O episódio Winterfell já começou com a certeza dos Caminhantes brancos, não existe mais uma possibilidade. Eles estão a caminho e todos já estão se preparando para isso. O retorno foi marcado por reencontros, alguns muito esperados como o de Arya com Jon Snow, que inclusive foi um dos momentos mais lindos e fofos do episódio. A ligação dos irmãos, embora agora amadurecidos e duro de tantas batalhas, trouxe o aspecto fofo e inocente que tanto faz falta na série. Um encontro aguardado desde a despedida deles na primeira temporada, não falaram sobre o passado, sobre o que fizeram nem sobre quem são agora, mas tão pouco já foi necessário para mostrar a ligação entre os personagens. A química entre os atores ajudou bastante a trazer esse momento para a realidade de fãs da casa Stark.

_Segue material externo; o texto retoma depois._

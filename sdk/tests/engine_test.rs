use chrono::{DateTime, Duration, TimeZone, Utc};
use ingestion::embedding::{BoxFuture, DeterministicEmbedder, Embedder, EmbeddingError};
use ingestion::RawEvent;
use query::{GraphParams, NarrativeParams, StatsParams};
use sentinel_core::audit::{AuditOperation, AuditOutcome, InMemoryAuditSink};
use sentinel_core::clock::ManualClock;
use sentinel_core::config::{AppConfig, OverflowPolicy};
use sentinel_core::error::{ErrorKind, SentinelError};
use sentinel_sdk::{Engine, EngineError, IngestReport};
use serde_json::json;
use std::sync::atomic::{AtomicUsize, Ordering};
use std::sync::Arc;
use tempfile::tempdir;

fn now() -> DateTime<Utc> {
    Utc.with_ymd_and_hms(2026, 3, 1, 12, 0, 0).unwrap()
}

fn event(id: &str, author: &str, text: &str, minutes_ago: i64) -> RawEvent {
    RawEvent::new(
        "twitter",
        json!({
            "id": id,
            "author_id": author,
            "handle": format!("h_{author}"),
            "text": text,
            "created_at": (now() - Duration::minutes(minutes_ago)).to_rfc3339(),
            "followers": 50,
            "following": 60
        }),
    )
}

fn engine_with(config: AppConfig) -> (Engine, Arc<InMemoryAuditSink>) {
    let audit = Arc::new(InMemoryAuditSink::default());
    let engine = Engine::builder(config)
        .clock(Arc::new(ManualClock::new(now())))
        .audit_sink(audit.clone())
        .build()
        .unwrap();
    (engine, audit)
}

#[tokio::test]
async fn test_full_inbox_rejects_and_audits() {
    let mut config = AppConfig::default();
    config.ingestion.queue_capacity = 2;
    let (engine, audit) = engine_with(config);

    engine.submit(event("p1", "a", "first post", 5)).unwrap();
    engine.submit(event("p2", "a", "second post", 4)).unwrap();
    let err = engine.submit(event("p3", "a", "third post", 3)).unwrap_err();

    assert_eq!(err.error_kind(), ErrorKind::Overloaded);
    assert!(err.is_transient());
    assert_eq!(engine.pending(), 2);
    assert_eq!(engine.dropped(), 1);
    assert_eq!(audit.count(AuditOperation::Ingest, AuditOutcome::Dropped), 1);
}

#[tokio::test]
async fn test_drop_oldest_keeps_newest_events() {
    let mut config = AppConfig::default();
    config.ingestion.queue_capacity = 2;
    config.ingestion.overflow_policy = OverflowPolicy::DropOldest;
    let (engine, audit) = engine_with(config);

    for (id, minutes) in [("p1", 5), ("p2", 4), ("p3", 3)] {
        engine
            .submit(event(id, "a", "Bank XYZ liquidity crisis update", minutes))
            .unwrap();
    }
    assert_eq!(engine.pending(), 2);
    assert_eq!(audit.count(AuditOperation::Ingest, AuditOutcome::Dropped), 1);

    let report = engine.drain().await;
    assert_eq!(report.assigned, 2);
    assert!(engine.repository().get_post("p1").is_none());
    assert!(engine.repository().get_post("p3").is_some());
}

#[tokio::test]
async fn test_drain_tallies_duplicates_and_malformed_events() {
    let (engine, audit) = engine_with(AppConfig::default());

    engine.submit(event("p1", "a", "Bank XYZ liquidity crisis", 5)).unwrap();
    engine.submit(event("p1", "a", "Bank XYZ liquidity crisis", 5)).unwrap();
    engine
        .submit(RawEvent::new("twitter", json!({ "id": "p2", "text": "no author" })))
        .unwrap();

    let report = engine.drain().await;
    assert_eq!(report.assigned, 1);
    assert_eq!(report.duplicates, 1);
    assert_eq!(report.malformed, 1);
    assert_eq!(report.failed, 0);
    assert_eq!(engine.pending(), 0);
    assert_eq!(engine.repository().post_count(), 1);
    assert_eq!(engine.narratives().assignment_count(), 1);
    assert_eq!(audit.count(AuditOperation::Ingest, AuditOutcome::Dropped), 1);
}

#[tokio::test]
async fn test_duplicate_ingest_does_not_change_narratives() {
    let (engine, _) = engine_with(AppConfig::default());

    let first = engine
        .ingest_now(event("p1", "a", "Bank XYZ liquidity crisis", 5))
        .await
        .unwrap();
    let IngestReport::Assigned { assignment, .. } = first else {
        panic!("expected an assignment");
    };
    let narrative_id = assignment.narrative_id().to_string();
    let version = engine.narratives().version(&narrative_id);

    let second = engine
        .ingest_now(event("p1", "a", "Bank XYZ liquidity crisis", 5))
        .await
        .unwrap();
    assert_eq!(second, IngestReport::Duplicate { post_id: "p1".into() });
    assert_eq!(engine.narratives().version(&narrative_id), version);
    assert_eq!(engine.narratives().len(), 1);
}

#[tokio::test]
async fn test_empty_engine_serves_empty_projections() {
    let (engine, _) = engine_with(AppConfig::default());
    let query = engine.query();

    assert!(query.narratives(&NarrativeParams::default()).unwrap().data.is_empty());
    assert!(query.bots(&Default::default()).unwrap().data.is_empty());

    let graph = query.graph(&GraphParams::default()).unwrap();
    assert_eq!(graph.version, 0);
    assert!(graph.nodes.is_empty());
    assert!(graph.links.is_empty());

    let stats = query.stats(&StatsParams::default()).unwrap();
    assert_eq!(stats.timeline_data.len(), 49);
    assert!(stats.timeline_data.iter().all(|point| point.volume == 0));
    assert_eq!(stats.kpi.tweets, 0);

    let err = query.user("@nobody").unwrap_err();
    assert_eq!(err.error_kind(), ErrorKind::NotFound);
}

#[tokio::test]
async fn test_analysis_pass_publishes_new_graph_versions() {
    let dir = tempdir().unwrap();
    let audit = Arc::new(InMemoryAuditSink::default());
    let engine = Engine::builder(AppConfig::default())
        .clock(Arc::new(ManualClock::new(now())))
        .audit_sink(audit.clone())
        .checkpoint_dir(dir.path())
        .build()
        .unwrap();

    let posts = [
        ("p1", "a", "Bank XYZ is out of cash, withdraw now https://bit.ly/run1", 30),
        ("p2", "b", "Bank XYZ is out of cash, withdraw now https://bit.ly/run2", 29),
        ("p3", "c", "Bank XYZ is out of cash, withdraw now https://bit.ly/run3", 28),
        ("p4", "d", "Bank XYZ branch queues are long today", 20),
    ];
    for (id, author, text, minutes) in posts {
        engine.ingest_now(event(id, author, text, minutes)).await.unwrap();
    }

    let first = engine.run_analysis_pass().await.unwrap();
    assert_eq!(first.scored_accounts, 4);
    assert_eq!(first.window_posts, 4);
    assert_eq!(first.graph_version, Some(1));
    assert_eq!(first.bursts, 1);
    assert!(first.narratives_refreshed >= 1);

    let second = engine.run_analysis_pass().await.unwrap();
    assert_eq!(second.graph_version, Some(2));
    assert_eq!(engine.publisher().version(), 2);
    assert_eq!(audit.count(AuditOperation::Partition, AuditOutcome::Succeeded), 2);

    let graph = engine.query().graph(&GraphParams::default()).unwrap();
    assert_eq!(graph.version, 2);
    assert_eq!(graph.as_of, now());
    assert_eq!(graph.bursts.len(), 1);
    assert!(graph.nodes.iter().any(|node| node.id == "a"));

    for narrative in engine.narratives().snapshot() {
        assert!(narrative.risk.is_some());
    }
}

#[tokio::test]
async fn test_recluster_covers_the_clustering_window() {
    let (engine, _) = engine_with(AppConfig::default());
    for i in 0..6 {
        let id = format!("p{i}");
        let author = format!("acct{i}");
        engine
            .ingest_now(event(&id, &author, "Bank XYZ liquidity crisis, savings at risk", 30 - i))
            .await
            .unwrap();
    }
    engine
        .ingest_now(event("old", "z", "Bank XYZ liquidity crisis", 60 * 30))
        .await
        .unwrap();

    let report = engine.recluster().await.unwrap();
    assert_eq!(report.posts, 6);
    assert_eq!(report.clusters, 1);
    assert_eq!(engine.narratives().narrative_of("p0"), engine.narratives().narrative_of("p5"));
}

#[test]
fn test_builder_rejects_mismatched_embedder() {
    let err = Engine::builder(AppConfig::default())
        .embedder(Arc::new(DeterministicEmbedder::new(16)))
        .build()
        .err()
        .unwrap();
    assert!(matches!(err, EngineError::Config(_)));
    assert_eq!(err.error_kind(), ErrorKind::InvalidArgument);
}

#[test]
fn test_builder_rejects_invalid_weights() {
    let mut config = AppConfig::default();
    config.risk.weights.bot_ratio = 0.9;
    let err = Engine::from_config(config).err().unwrap();
    assert!(err.to_string().contains("risk weights"));
}

#[tokio::test(flavor = "multi_thread", worker_threads = 2)]
async fn test_started_engine_ingests_submitted_events_before_shutdown() {
    let (engine, _) = engine_with(AppConfig::default());
    let engine = Arc::new(engine);
    let handle = Arc::clone(&engine).start().unwrap();

    for i in 0..30 {
        let id = format!("p{i}");
        let author = format!("acct{}", i % 3);
        engine
            .submit(event(&id, &author, "Bank XYZ liquidity crisis, savings at risk", 40 - i))
            .unwrap();
    }
    handle.shutdown().await;

    assert_eq!(engine.pending(), 0);
    assert_eq!(engine.repository().post_count(), 30);
    assert_eq!(engine.narratives().assignment_count(), 30);
    assert!(engine.submit(event("late", "acct0", "after shutdown", 1)).is_err());

    let err = Arc::clone(&engine).start().err().unwrap();
    assert!(matches!(err, EngineError::AlreadyStarted));
}

/// Fails the first `failures` calls, then embeds deterministically.
struct FlakyEmbedder {
    failures: usize,
    calls: AtomicUsize,
    inner: DeterministicEmbedder,
}

impl FlakyEmbedder {
    fn failing(failures: usize) -> Arc<Self> {
        Arc::new(Self {
            failures,
            calls: AtomicUsize::new(0),
            inner: DeterministicEmbedder::default(),
        })
    }
}

impl Embedder for FlakyEmbedder {
    fn embed<'a>(
        &'a self,
        text: &'a str,
        model_id: &'a str,
    ) -> BoxFuture<'a, Result<Vec<f32>, EmbeddingError>> {
        if self.calls.fetch_add(1, Ordering::SeqCst) < self.failures {
            return Box::pin(async { Err(EmbeddingError::Unavailable("model offline".into())) });
        }
        self.inner.embed(text, model_id)
    }

    fn dims(&self) -> usize {
        self.inner.dims()
    }
}

fn flaky_engine(failures: usize) -> (Engine, Arc<InMemoryAuditSink>) {
    let mut config = AppConfig::default();
    config.jobs.retry_max_attempts = 2;
    config.jobs.retry_base_delay_ms = 1;
    config.jobs.retry_max_delay_ms = 2;
    let audit = Arc::new(InMemoryAuditSink::default());
    let engine = Engine::builder(config)
        .clock(Arc::new(ManualClock::new(now())))
        .embedder(FlakyEmbedder::failing(failures))
        .audit_sink(audit.clone())
        .build()
        .unwrap();
    (engine, audit)
}

#[tokio::test]
async fn test_redelivered_event_is_clustered_after_dead_letter() {
    let (engine, audit) = flaky_engine(2);
    let raw = event("p1", "a", "Bank XYZ liquidity crisis, withdraw now", 5);

    let err = engine.ingest_now(raw.clone()).await.unwrap_err();
    assert_eq!(err.error_kind(), ErrorKind::EmbeddingTimeout);
    assert_eq!(
        audit.count(AuditOperation::Embed, AuditOutcome::DeadLettered),
        1
    );
    assert!(engine.narratives().narrative_of("p1").is_none());

    let report = engine.ingest_now(raw.clone()).await.unwrap();
    assert!(matches!(report, IngestReport::Assigned { ref post_id, .. } if post_id == "p1"));
    assert!(engine.narratives().narrative_of("p1").is_some());
    assert!(engine.repository().get_post("p1").unwrap().embedding.is_some());
    assert_eq!(engine.index().len(), 1);

    let again = engine.ingest_now(raw).await.unwrap();
    assert_eq!(
        again,
        IngestReport::Duplicate {
            post_id: "p1".to_string()
        }
    );
}

#[tokio::test]
async fn test_replay_dead_letters_assigns_stranded_posts() {
    // two posts exhaust their retries; the model recovers afterwards
    let (engine, _) = flaky_engine(4);
    for (id, minutes) in [("p1", 9), ("p2", 8)] {
        assert!(engine
            .ingest_now(event(id, "a", "Bank XYZ liquidity crisis, withdraw now", minutes))
            .await
            .is_err());
    }
    assert_eq!(engine.repository().unembedded_posts().len(), 2);

    let report = engine.replay_dead_letters().await;
    assert_eq!(report.recovered, 2);
    assert_eq!(report.failed, 0);
    assert!(engine.repository().unembedded_posts().is_empty());
    assert_eq!(
        engine.narratives().narrative_of("p1"),
        engine.narratives().narrative_of("p2")
    );
    assert!(engine.narratives().narrative_of("p1").is_some());

    assert_eq!(engine.replay_dead_letters().await.total(), 0);
}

A dureza de Sansa, agora como verdadeira Lady de Winterfell mostra que a personagem amadureceu e sabe exatamente quais caminhos deve seguir, como deve comandar. Ao lembrar que não tinha como alimentar todo o exército, nem os dragões, ao ser a única que sabia que Cersei não iria de maneira alguma lutar ao lado deles, ao não aceitar piamente Daenerys em seu território, em sua casa.  Seu encontro com Tyrion, que antes fora seu marido, foi um ponto que era necessário ser trabalhado, um elefante branco que foi sabiamente resolvido. Embora com uma grosseria que não havia tanta necessidade, é impossível julgar a dureza de Sansa depois de tudo que ela já viu e passou.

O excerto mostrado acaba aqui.